Postseismic Deformation and Afterslip Evolution of the 2015 Gorkha Earthquake Constrained by InSAR and GPS Observations

In the past few years, space‐geodesy has measured continued postseismic deformation in the region of the 2015 Gorkha Mw 7.8 earthquake. Previous studies have suggested that the postseismic deformation is dominated by afterslip, but the spatiotemporal evolution of the afterslip, hence its cause and impact on regional seismicity are disputed, and contribution from other postseismic processes has not been well constrained. Here, we constructed an afterslip model using InSAR and GPS observations over three years after the Gorkha earthquake. First, the Sentinel‐1A satellite data were processed using Permanent Scatterer Interferometric Synthetic Aperture Radar method to extract deformational signals at high‐coherence points, and a fitting method was used to extract the postseismic displacement sequences.
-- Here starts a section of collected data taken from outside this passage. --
//! Bus lifecycle: `init`, repeated `step`, then teardown either through the
//! plugin-driven termination protocol or an explicit `terminate`.

use crate::bus::Bus;
use crate::error::{CoreError, ScheduleError};
use crate::scheduler::{Plugin, PluginContext, PluginEntry, PluginId, Scheduler, SchedulerStats};
use tracing::{debug, info, warn};

/// Owner of the bus and the plugin list.
///
/// Single-threaded: plugins run one at a time, in list order, with exclusive
/// access to the bus for the duration of their call.
#[derive(Debug, Default)]
pub struct Core<'cfg> {
    bus: Option<Bus<'cfg>>,
    scheduler: Scheduler<'cfg>,
    host_termination: bool,
}

fn invoke<'cfg>(bus: &mut Bus<'cfg>, scheduler: &mut Scheduler<'cfg>, index: usize, host_termination: bool) {
    let id = scheduler.entries[index].plugin;
    let Some(mut plugin) = scheduler.take_plugin(id) else {
        warn!(plugin = %id, index, "plugin callable unavailable, skipping");
        return;
    };
    scheduler.stats.invocations += 1;
    {
        let mut ctx = PluginContext::new(bus, scheduler, id, index, host_termination);
        plugin.run(&mut ctx);
    }
    scheduler.restore_plugin(id, plugin);
}

impl<'cfg> Core<'cfg> {
    pub fn new() -> Self {
        Self {
            bus: None,
            scheduler: Scheduler::new(),
            host_termination: false,
        }
    }

    /// Builds the bus from `config`. The buffer must outlive the core.
    pub fn init(&mut self, config: &'cfg str) -> Result<(), CoreError> {
        if self.bus.is_some() {
            return Err(CoreError::AlreadyInitialized);
        }

        let bus = Bus::from_config(config);
        info!(
            subsystems = ?bus.present_subsystems(),
            plugins = self.scheduler.len(),
            "bus initialized"
        );

        self.bus = Some(bus);
        self.host_termination = false;
        self.scheduler.exit_index = None;
        Ok(())
    }

    /// Runs one tick over the plugin list.
    ///
    /// Returns whether the host should call `step` again.
    pub fn step(&mut self) -> bool {
        let Some(bus) = self.bus.as_mut() else {
            warn!("step called without an initialized bus");
            return false;
        };
        let scheduler = &mut self.scheduler;

        scheduler.begin_pass();
        while let Some(index) = scheduler.advance() {
            let revisit = scheduler.exit_index == Some(index);
            if !scheduler.entries[index].visit(revisit || bus.is_terminating()) {
                scheduler.stats.skipped += 1;
                continue;
            }

            invoke(bus, scheduler, index, self.host_termination);

            if revisit {
                info!(index, "terminating plugin revisited");
                scheduler.stats.ticks += 1;
                self.teardown();
                return false;
            }

            if bus.is_terminating() && scheduler.exit_index.is_none() {
                scheduler.exit_index = scheduler.current_index;
                if let Some(exit) = scheduler.exit_index {
                    info!(index = exit, mode = bus.mode, "termination requested");
                }
            }
        }
        scheduler.stats.ticks += 1;

        if bus.mode == 0 {
            bus.mode = 1;
        }

        if bus.is_terminating() && scheduler.exit_index.is_none() {
            // Nobody left to acknowledge the request.
            info!("termination requested with no plugin to revisit");
            self.teardown();
            return false;
        }

        debug!(mode = bus.mode, exit_index = ?scheduler.exit_index, "tick complete");
        bus.mode >= 0 || scheduler.exit_index.is_some()
    }

    /// Host-initiated shutdown: one unconditional pass over every entry with
    /// `mode = -1`, then teardown.
    pub fn terminate(&mut self) -> Result<(), CoreError> {
        let Some(bus) = self.bus.as_mut() else {
            warn!("terminate called without an initialized bus");
            return Err(CoreError::NotInitialized);
        };
        self.host_termination = true;
        bus.mode = -1;
        info!(plugins = self.scheduler.len(), "host requested termination");

        let scheduler = &mut self.scheduler;
        scheduler.begin_pass();
        while let Some(index) = scheduler.advance() {
            invoke(bus, scheduler, index, true);
        }
        scheduler.stats.ticks += 1;

        self.teardown();
        Ok(())
    }

    /// Releases the bus and the plugin list.
    ///
    /// Records own their buffers, so dropping the bus frees constellations
    /// before the GNSS record and every record before the bus itself.
    fn teardown(&mut self) {
        if let Some(bus) = self.bus.take() {
            info!(subsystems = ?bus.present_subsystems(), "releasing bus");
        }
        self.scheduler.clear();
        debug!("plugin list released");
    }

    pub fn is_initialized(&self) -> bool {
        self.bus.is_some()
    }

    pub fn bus(&self) -> Option<&Bus<'cfg>> {
        self.bus.as_ref()
    }

    pub fn bus_mut(&mut self) -> Option<&mut Bus<'cfg>> {
        self.bus.as_mut()
    }

    /// Whether the last shutdown came from [`Core::terminate`].
    pub fn host_termination(&self) -> bool {
        self.host_termination
    }

    pub fn scheduler(&self) -> &Scheduler<'cfg> {
        &self.scheduler
    }

    pub fn register<P>(&mut self, plugin: P) -> PluginId
    where
        P: Plugin<'cfg> + 'cfg,
    {
        self.scheduler.register(plugin)
    }

    pub fn register_plugin<F>(&mut self, name: impl Into<String>, func: F) -> PluginId
    where
        F: FnMut(&mut PluginContext<'_, 'cfg>) + 'cfg,
    {
        self.scheduler.register_plugin(name, func)
    }

    pub fn add_plugin(&mut self, id: PluginId) -> Result<(), ScheduleError> {
        self.scheduler.add_plugin(id)
    }

    pub fn schedule_plugin(&mut self, id: PluginId, cycle: u32, shift: u32) -> Result<(), ScheduleError> {
        self.scheduler.schedule_plugin(id, cycle, shift)
    }

    pub fn remove_plugin(&mut self, id: PluginId) -> Result<(), ScheduleError> {
        self.scheduler.remove_plugin(id)
    }

    pub fn replace_plugin(&mut self, old: PluginId, new: PluginId) -> Result<(), ScheduleError> {
        self.scheduler.replace_plugin(old, new)
    }

    pub fn reschedule_plugin(&mut self, id: PluginId, cycle: u32, shift: u32) -> Result<(), ScheduleError> {
        self.scheduler.reschedule_plugin(id, cycle, shift)
    }

    pub fn suspend_plugin(&mut self, id: PluginId) -> Result<(), ScheduleError> {
        self.scheduler.suspend_plugin(id)
    }

    pub fn resume_plugin(&mut self, id: PluginId) -> Result<(), ScheduleError> {
        self.scheduler.resume_plugin(id)
    }

    pub fn entries(&self) -> &[PluginEntry] {
        self.scheduler.entries()
    }

    pub fn current_index(&self) -> Option<usize> {
        self.scheduler.current_index()
    }

    pub fn exit_index(&self) -> Option<usize> {
        self.scheduler.exit_index()
    }

    pub fn get_stats(&self) -> &SchedulerStats {
        self.scheduler.get_stats()
    }
}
We then used InSAR and GPS data in a joint inversion for the evolution of afterslip, and compared its contribution to the observed postseismic displacement to that of viscoelastic relaxation and poroelastic rebound. Our results confirm that afterslip has dominated the observed postseismic deformation in the Gorkha region. Within 3 years of the Gorkha earthquake, afterslip released ∼1.20 × 10 20  N m, about 14% of that released by the mainshock and the largest aftershock, or equivalent to an Mw 7.32 earthquake. The afterslip has occurred mostly downdip of the coseismic slip zone, in the ductile shear zone, apparently controlled by rheological properties. The updip shallow portion of the Main Frontal Thrust (MFT) zone has not been ruptured by coseismic slip or unlocked by afterslip, thus could potentially produce future earthquakes.